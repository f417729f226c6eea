pub mod app_state;
pub mod connection_config;
pub mod connection_id;
pub mod connection_limits;
pub mod connection_registry;
pub mod dispatcher;
pub mod error;
pub mod handlers;
pub mod metrics;
pub mod room_membership;
pub mod shutdown_coordinator;
pub mod shutdown_guard;
pub mod web_socket_connection;

pub use app_state::{AppState, handler};
pub use connection_config::ConnectionConfig;
pub use connection_id::ConnectionId;
pub use connection_limits::ConnectionLimits;
pub use connection_registry::ConnectionRegistry;
pub use dispatcher::WorkerDispatcher;
pub use error::{Result, WsError};
pub use handlers::context::HandlerContext;
pub use metrics::Metrics;
pub use room_membership::RoomMembership;
pub use shutdown_coordinator::ShutdownCoordinator;
pub use shutdown_guard::ShutdownGuard;
pub use web_socket_connection::WebSocketConnection;

#[cfg(test)]
mod tests;

use tracing::info_span;

/// Create a tracing span for one client event.
/// All log entries within the handler will include these fields.
pub fn create_event_span(connection_id: &ConnectionId, event: &str) -> tracing::Span {
    info_span!(
        "ws_event",
        connection_id = %connection_id,
        event = %event,
    )
}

What needs to be done. The entries are to be duplicated exactly, with nothing changed.

Task output.
repository f417729f226c6eea
pub mod app_state;
pub mod connection_config;
pub mod connection_id;
pub mod connection_limits;
pub mod connection_registry;
pub mod dispatcher;
pub mod error;
pub mod handlers;
pub mod metrics;
pub mod room_membership;
pub mod shutdown_coordinator;
pub mod shutdown_guard;
pub mod web_socket_connection;

pub use app_state::{AppState, handler};
pub use connection_config::ConnectionConfig;
pub use connection_id::ConnectionId;
pub use connection_limits::ConnectionLimits;
pub use connection_registry::ConnectionRegistry;
pub use dispatcher::WorkerDispatcher;
pub use error::{Result, WsError};
pub use handlers::context::HandlerContext;
pub use metrics::Metrics;
pub use room_membership::RoomMembership;
pub use shutdown_coordinator::ShutdownCoordinator;
pub use shutdown_guard::ShutdownGuard;
pub use web_socket_connection::WebSocketConnection;

#[cfg(test)]
mod tests;

use tracing::info_span;

/// Create a tracing span for one client event.
/// All log entries within the handler will include these fields.
pub fn create_event_span(connection_id: &ConnectionId, event: &str) -> tracing::Span {
    info_span!(
        "ws_event",
        connection_id = %connection_id,
        event = %event,
    )
}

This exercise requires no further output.